[Source records]

------------------------------

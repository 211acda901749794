//! Audio engine
//!
//! **Module Structure:**
//! - `core.rs`: construction, stream control, fill and lifecycle ticks
//! - `diagnostics.rs`: status snapshots and counters

mod core;
mod diagnostics;

pub use self::core::AudioEngine;
pub use diagnostics::EngineDiagnostics;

------------------------------

Problem statement: From the line with "mod diagnostics;" to the final line of the entries above, return every line exactly as written.

Solution below:
mod diagnostics;

pub use self::core::AudioEngine;
pub use diagnostics::EngineDiagnostics;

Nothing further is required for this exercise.